Em um país em que as regulamentações sindicais estão apertando e as taxas de participação diminuindo, os Trabalhadores da Comunicação da América têm feito bastante barulho sobre cortes de empregos em postos de call center e sobre benefícios de funcionários em negociações de contratos.

Nesta semana, a CWA está soando o alarme em cerca de 28.900 empregos que serão perdidos se a Sprint e a T-Mobile, quarta e terceira maiores operadoras do país, puderem se unir. O sindicato apresentou comentários contra o acordo com a FCC ontem, detonando a consolidação do setor como uma diminuição da concorrência e alegando que as empresas não provaram suficientemente que uma fusão seria do interesse público.

O sindicato também criticou a ligação de compras de equipamentos da Sprint com a Huawei e a ZTE, sendo ambas as entidades chinesas consideradas pelas principais agências de inteligência do país como ameaças à segurança cibernética.

No entanto, a principal preocupação da CWA são os despedimentos que deverão ser feitos como parte da fusão. As antigas lojas da Sprint se transformarão em lojas da T-Mobile e várias delas serão fechadas devido à proximidade. Espera-se que mais de 12.000 posições sejam perdidas em operações pós-pagas.

Enquanto isso, enquanto o destino das operadoras pré-pagas da empresa combinada – MetroPCS da T-Mobile com Boost Mobile e Virgin Mobile da T-Mobile – está no ar, elas aproveitam a maioria de seus respectivos mercados, se todas as operações permanecerem intactas, outras aproximadamente 12.000 os funcionários seriam mal-educados.

Os parceiros também revelaram em seu anúncio original de fusão que a nova T-Mobile manteria a sede atual em Washington e Kansas. No entanto, a CWA contabilizou 4.500 trabalhos fora de cena.

“A fusão proposta combinaria duas empresas com um longo histórico de violação das leis trabalhistas e dos direitos dos trabalhadores”, escreveu a CWA em seu resumo. “Esta história fala muito sobre a confiabilidade e o caráter corporativo dessas empresas”.

Os exemplos mencionados incluem o cancelamento de reclamações de assédio sexual e o fomento de uma cultura de trabalho tóxico na T-Mobile.

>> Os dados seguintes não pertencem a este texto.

//! HTTP surface for the gateway.
//!
//! Routes:
//! - `POST /api/sms`    : `{to, message, mode?, password?}` -> send outcome
//! - `POST /api/decode` : `{message, encoder?, salt?}` -> `{decoded}`
//! - `GET  /healthz`
//!
//! The client address is the socket peer unless `trust_forwarded_for` is set,
//! in which case the first `X-Forwarded-For` hop wins.

use std::net::{IpAddr, Ipv4Addr, SocketAddr};
use std::sync::Arc;

use axum::extract::rejection::JsonRejection;
use axum::extract::{ConnectInfo, State};
use axum::http::{header, HeaderMap, StatusCode};
use axum::routing::{get, post};
use axum::{Json, Router};
use serde::Deserialize;
use serde_json::{json, Value};
use tracing::{debug, info};

use super::dispatch::{ClientContext, DispatchGateway, DispatchRequest, Outcome, SendMode};
use crate::config::ServerConfig;
use crate::decoder::{decode_with_config, DecoderConfig};
use crate::text::SymbolAlphabet;
use crate::BROWSER_ID_COOKIE;

/// Body of `POST /api/sms`.
#[derive(Debug, Deserialize)]
struct SendPayload {
    to: Option<String>,
    message: Option<String>,
    mode: Option<SendMode>,
    password: Option<String>,
}

/// Body of `POST /api/decode`.
#[derive(Debug, Deserialize)]
struct DecodePayload {
    message: String,
    #[serde(default)]
    encoder: SymbolAlphabet,
    salt: Option<String>,
}

#[derive(Clone)]
struct AppState {
    gateway: Arc<DispatchGateway>,
    trust_forwarded_for: bool,
}

/// Builds the application router.
pub fn router(gateway: Arc<DispatchGateway>, server: &ServerConfig) -> Router {
    Router::new()
        .route("/api/sms", post(send_sms))
        .route("/api/decode", post(decode_message))
        .route("/healthz", get(|| async { "ok" }))
        .with_state(AppState {
            gateway,
            trust_forwarded_for: server.trust_forwarded_for,
        })
}

/// Binds `server.bind` and serves until Ctrl-C.
pub async fn serve(gateway: Arc<DispatchGateway>, server: &ServerConfig) -> std::io::Result<()> {
    let listener = tokio::net::TcpListener::bind(&server.bind).await?;
    info!(
        addr = %listener.local_addr()?,
        trust_forwarded_for = server.trust_forwarded_for,
        "gateway listening"
    );

    axum::serve(
        listener,
        router(gateway, server).into_make_service_with_connect_info::<SocketAddr>(),
    )
    .with_graceful_shutdown(shutdown_signal())
    .await
}

async fn shutdown_signal() {
    if tokio::signal::ctrl_c().await.is_ok() {
        info!("shutting down");
    }
}

async fn send_sms(
    State(state): State<AppState>,
    connect: Option<ConnectInfo<SocketAddr>>,
    headers: HeaderMap,
    payload: Result<Json<SendPayload>, JsonRejection>,
) -> (StatusCode, Json<Value>) {
    let payload = match payload {
        Ok(Json(payload)) => payload,
        Err(rejection) => {
            debug!(error = %rejection, "unreadable send payload");
            return outcome_response(&Outcome::InvalidInput);
        }
    };

    let client = ClientContext {
        addr: client_addr(
            &headers,
            connect.map(|ConnectInfo(addr)| addr),
            state.trust_forwarded_for,
        ),
        browser_id: browser_id(&headers).unwrap_or_default(),
        user_agent: headers
            .get(header::USER_AGENT)
            .and_then(|v| v.to_str().ok())
            .unwrap_or_default()
            .to_string(),
    };

    let request = DispatchRequest {
        destination: payload.to.unwrap_or_default(),
        body: payload.message.unwrap_or_default(),
        mode: payload.mode.unwrap_or_default(),
        override_credential: payload.password.filter(|p| !p.is_empty()),
        client,
    };

    let outcome = state.gateway.submit(&request).await;
    outcome_response(&outcome)
}

async fn decode_message(
    payload: Result<Json<DecodePayload>, JsonRejection>,
) -> (StatusCode, Json<Value>) {
    let Ok(Json(payload)) = payload else {
        return outcome_response(&Outcome::InvalidInput);
    };

    let decoded = decode_with_config(
        &payload.message,
        &DecoderConfig {
            alphabet: payload.encoder,
            salt: payload.salt.filter(|s| !s.is_empty()),
        },
    );

    (
        StatusCode::OK,
        Json(json!({ "decoded": decoded.message, "groups": decoded.groups })),
    )
}

/// Maps an outcome to a status code and JSON body.
fn outcome_response(outcome: &Outcome) -> (StatusCode, Json<Value>) {
    match outcome {
        Outcome::Dispatched { message_id, .. } => (
            StatusCode::OK,
            Json(json!({ "success": true, "sid": message_id })),
        ),
        Outcome::QuotaExceeded { .. } => (
            StatusCode::TOO_MANY_REQUESTS,
            Json(json!({ "error": outcome.to_string(), "requirePassword": true })),
        ),
        Outcome::InvalidInput | Outcome::TooLong { .. } => (
            StatusCode::BAD_REQUEST,
            Json(json!({ "error": outcome.to_string() })),
        ),
        Outcome::Forbidden => (
            StatusCode::FORBIDDEN,
            Json(json!({ "error": outcome.to_string() })),
        ),
        Outcome::ProviderError { .. } => (
            StatusCode::INTERNAL_SERVER_ERROR,
            Json(json!({ "error": outcome.to_string() })),
        ),
    }
}

/// Socket peer, or the first `X-Forwarded-For` hop when behind a trusted proxy.
fn client_addr(headers: &HeaderMap, peer: Option<SocketAddr>, trust_forwarded: bool) -> IpAddr {
    let forwarded = || {
        headers
            .get("x-forwarded-for")
            .and_then(|v| v.to_str().ok())
            .and_then(|v| v.split(',').next())
            .and_then(|first| first.trim().parse::<IpAddr>().ok())
    };

    trust_forwarded
        .then(forwarded)
        .flatten()
        .or_else(|| peer.map(|p| p.ip()))
        .unwrap_or(IpAddr::V4(Ipv4Addr::UNSPECIFIED))
}

/// Reads the browser identifier cookie.
fn browser_id(headers: &HeaderMap) -> Option<String> {
    headers
        .get_all(header::COOKIE)
        .iter()
        .filter_map(|v| v.to_str().ok())
        .flat_map(|v| v.split(';'))
        .filter_map(|pair| pair.trim().split_once('='))
        .find(|(name, _)| *name == BROWSER_ID_COOKIE)
        .map(|(_, value)| value.to_string())
}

Infelizmente para a CWA, nem sempre as preocupações com o emprego são levadas a sério e principalmente pela FCC, que tem pouca ou nenhuma jurisdição. O atual governo de administração conservadora provavelmente não consideraria os impactos trabalhistas ao aprovar ou negar a fusão.

Mas esse número que circula na imprensa pode ajudar o caso da opinião pública.